La Reine hocha la tête, sa sœur de sang n'avait jamais été de forte constitution et était la plus gentille personne qu'elle connaisse. Elle était une guerrière adéquate, mais n'avait pas l'esprit féroce qui était nécessaire pour exceller au combat, comme Éponin d'ailleurs. Sa plus grande force résidait en sa capacité à négocier des accords entre des parties disparates. Terreis s'inquiétait pour sa compagne, elle voulait s'assurer que l'on s'occupe d'Éphiny après sa mort. Elle était certaine que la Nation s'occuperait des besoins physiques d'Éphiny - Les Amazones s'occupaient toujours très bien de leur amie, tout particulièrement de la veuve de la Reine - mais Terreis voulait que quelqu'un se charge spécifiquement des besoins émotionnels de sa compagne. Il est temps d'obtenir quelques faveurs, Pensa Terreis. "Ouais, fragile. Et si je ne suis plus ici pour la protéger, je m'attends, à ce que toi, ma meilleure amie, le fasse."

Éponin la regarda avec les yeux grands comme des soucoupes, "Tu veux que je me lie à elle ? Ter… nous nous entre-tuerions … ça ne marcherait jamais …" bafouilla-t-elle.

Terreis était atterrée. Elle n'avait même pas pensé un seul instant à ce que quelqu'un d'autre se lie avec Éphiny. "J'espère qu'elle me pleurera un peu plus longtemps que ça tout de même," fut la seule réponse qu'elle réussit à formuler.

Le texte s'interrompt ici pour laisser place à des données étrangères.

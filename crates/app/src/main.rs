mod sessions;
mod simple_md;
mod state;
mod utils;

use anyhow::{Context, Result};
use services::{FileSource, IngestOptions, Ingestor, LocalEntry, LocalFile};
use sessions::{ChatSession, SendOptions};
use shared::settings::AppSettings;
use state::{connect_backend, ThinkingStage};
use std::path::PathBuf;
use tokio::io::{AsyncBufReadExt, AsyncWriteExt, BufReader};
use tracing_subscriber::EnvFilter;

const HELP: &str = "\
Commands:
  /add <path>...     attach files, or every file in a folder
  /drop <path>...    attach dropped files and folders
  /files             list pending attachments
  /remove <n>        remove attachment n
  /clear             remove all attachments
  /key <api-key>     set and save your Gemini API key
  /settings          show current settings
  /export <file>     save the conversation as HTML
  /help              show this help
  /quit              exit
Anything else is sent to the assistant with the pending attachments.";

#[derive(Debug, PartialEq, Eq)]
enum Command {
    Add(Vec<PathBuf>),
    Drop(Vec<PathBuf>),
    Files,
    Remove(usize),
    Clear,
    Key(String),
    Settings,
    Export(PathBuf),
    Help,
    Quit,
    Prompt(String),
    /// A slash command with missing or bad arguments
    Usage(&'static str),
}

impl Command {
    fn parse(line: &str) -> Self {
        let trimmed = line.trim();
        if !trimmed.starts_with('/') {
            return Command::Prompt(line.to_string());
        }
        let (name, args) = trimmed
            .split_once(char::is_whitespace)
            .map(|(n, a)| (n, a.trim()))
            .unwrap_or((trimmed, ""));
        let paths = || -> Vec<PathBuf> { args.split_whitespace().map(PathBuf::from).collect() };

        match name {
            "/add" if !args.is_empty() => Command::Add(paths()),
            "/add" => Command::Usage("/add <path>..."),
            "/drop" if !args.is_empty() => Command::Drop(paths()),
            "/drop" => Command::Usage("/drop <path>..."),
            "/files" => Command::Files,
            "/remove" => match args.parse::<usize>() {
                Ok(n) if n >= 1 => Command::Remove(n),
                _ => Command::Usage("/remove <n>"),
            },
            "/clear" => Command::Clear,
            "/key" if !args.is_empty() => Command::Key(args.to_string()),
            "/key" => Command::Usage("/key <api-key>"),
            "/settings" => Command::Settings,
            "/export" if !args.is_empty() => Command::Export(PathBuf::from(args)),
            "/export" => Command::Usage("/export <file>"),
            "/help" => Command::Help,
            "/quit" | "/exit" => Command::Quit,
            _ => Command::Prompt(line.to_string()),
        }
    }
}

struct Repl {
    settings: AppSettings,
    session: ChatSession,
}

impl Repl {
    fn ingestor(&self) -> Ingestor {
        Ingestor::new(IngestOptions {
            max_in_flight: self.settings.max_in_flight_reads.max(1),
            ..IngestOptions::default()
        })
    }

    async fn attach(&mut self, source: FileSource, announce: bool) {
        match self.ingestor().ingest(vec![source]).await {
            Ok(records) => {
                let count = self.session.add_files(records);
                if announce {
                    self.session.announce_upload(count);
                    if let Some(msg) = self.session.messages.last().filter(|_| count > 0) {
                        println!("{}", simple_md::render_message_terminal(msg));
                    }
                }
                if count == 0 {
                    println!("No supported files were found.");
                } else if !announce {
                    println!("Attached {} file(s).", count);
                }
            }
            Err(e) => {
                tracing::warn!(error = %e, "attachment batch failed");
                println!("Could not attach files: {}", e);
            }
        }
    }

    fn list_files(&self) {
        let files = self.session.pending_files();
        if files.is_empty() {
            println!("No pending attachments.");
            return;
        }
        for (i, f) in files.iter().enumerate() {
            let label = if f.is_code() { "code" } else { "file" };
            println!("  {}. [{}] {} ({})", i + 1, label, f.path, f.size_kb());
        }
    }

    fn show_settings(&self) {
        let key = self
            .settings
            .api_key()
            .map(utils::mask_key)
            .unwrap_or_else(|| "(not set)".to_string());
        println!("API key:         {}", key);
        println!("Backend:         {}", self.settings.backend_url);
        println!("Context chars:   {}", self.settings.context_chars_per_file);
        println!("Thinking stages: {}", self.settings.show_thinking_stages);
        println!("Parallel reads:  {}", self.settings.max_in_flight_reads);
        if let Some(path) = utils::config_path() {
            println!("Settings file:   {}", path.display());
        }
    }

    async fn send(&mut self, input: &str) {
        let backend = connect_backend(&self.settings);
        let options = SendOptions {
            context_chars_per_file: self.settings.context_chars_per_file,
            show_thinking_stages: self.settings.show_thinking_stages,
        };
        let before = self.session.messages.len();
        let mut on_stage = |stage: &ThinkingStage| println!("  ... {}", stage.text);

        self.session
            .send(input, backend.as_ref(), &options, &mut on_stage)
            .await;

        // The user's own message is already on screen.
        for msg in self.session.messages.iter().skip(before + 1) {
            println!("{}\n", simple_md::render_message_terminal(msg));
        }
    }

    /// Run one command. Returns false when the REPL should exit.
    async fn handle(&mut self, command: Command) -> Result<bool> {
        match command {
            Command::Add(paths) => match LocalFile::pick(&paths).await {
                Ok(source) => self.attach(source, false).await,
                Err(e) => println!("Could not open folder: {}", e),
            },
            Command::Drop(paths) => {
                let source = LocalEntry::from_drop(&paths).await;
                self.attach(source, true).await;
            }
            Command::Files => self.list_files(),
            Command::Remove(n) => match self.session.remove_file(n - 1) {
                Some(f) => println!("Removed {}", f.path),
                None => println!("No attachment #{}", n),
            },
            Command::Clear => {
                self.session.clear_files();
                println!("Attachments cleared.");
            }
            Command::Key(key) => {
                utils::set_api_key(&mut self.settings, &key);
                utils::save_settings(&self.settings)?;
                println!("API key saved.");
            }
            Command::Settings => self.show_settings(),
            Command::Export(path) => {
                let html = simple_md::transcript_html(&self.session.messages);
                tokio::fs::write(&path, html)
                    .await
                    .with_context(|| format!("Failed to write {}", path.display()))?;
                println!("Conversation saved to {}", path.display());
            }
            Command::Help => println!("{}", HELP),
            Command::Quit => return Ok(false),
            Command::Usage(usage) => println!("Usage: {}", usage),
            Command::Prompt(input) => self.send(&input).await,
        }
        Ok(true)
    }
}

#[tokio::main]
async fn main() -> Result<()> {
    tracing_subscriber::fmt()
        .with_env_filter(
            EnvFilter::try_from_default_env().unwrap_or_else(|_| EnvFilter::new("info")),
        )
        .with_writer(std::io::stderr)
        .init();

    let (settings, loaded) = utils::load_settings_or_default();
    tracing::info!(loaded, backend = %settings.backend_url, "settings ready");

    let mut repl = Repl {
        settings,
        session: ChatSession::new(),
    };
    tracing::debug!(
        session = %repl.session.id,
        started = %repl.session.created_at,
        "chat session opened"
    );

    println!("Code Assistant. Type /help for commands.");
    if repl.settings.api_key().is_none() {
        println!("No API key yet. Set one with /key <api-key>.");
    }

    let mut lines = BufReader::new(tokio::io::stdin()).lines();
    let mut stdout = tokio::io::stdout();
    loop {
        stdout.write_all(b"> ").await?;
        stdout.flush().await?;

        let Some(line) = lines.next_line().await? else {
            break;
        };
        match repl.handle(Command::parse(&line)).await {
            Ok(true) => {}
            Ok(false) => break,
            Err(e) => println!("Error: {:#}", e),
        }
    }
    Ok(())
}
//! File ingestion services: turning picked and dropped files into
//! in-memory attachment records.

pub mod ingest;
pub mod local_fs;

pub use ingest::{
    DirectoryEntry, DirectoryReader, FileEntry, FileSource, FilesystemEntry, IngestOptions,
    Ingestor, SourceFile,
};
pub use local_fs::{LocalEntry, LocalFile};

C'était inévitable, Éphiny était trop sentimentale pour ne pas tomber amoureuse de nouveau, Terreis n'avait juste pas pensé à cela encore. En refoulant ses larmes, elle continua, "Non, tu n'es pas forcée de te lier à elle, Ep. Promets-moi seulement que tu veilleras sur elle. Comme tu l'as toujours fait pour moi."

La guerrière vit le désespoir dans les yeux de Terreis et inclina lentement la tête, puis échangea une étreinte avec sa Reine, sa meilleure amie. "Je te le promets, mon amie. Et j'ai l'intention de faire en sorte que cette promesse ne soit pas applicable avant cinquante bonnes années."

"Merci, Éponin."

Les deux Amazones retournèrent leur attention vers la figure sombre et silencieuse de l'autre côté de la route.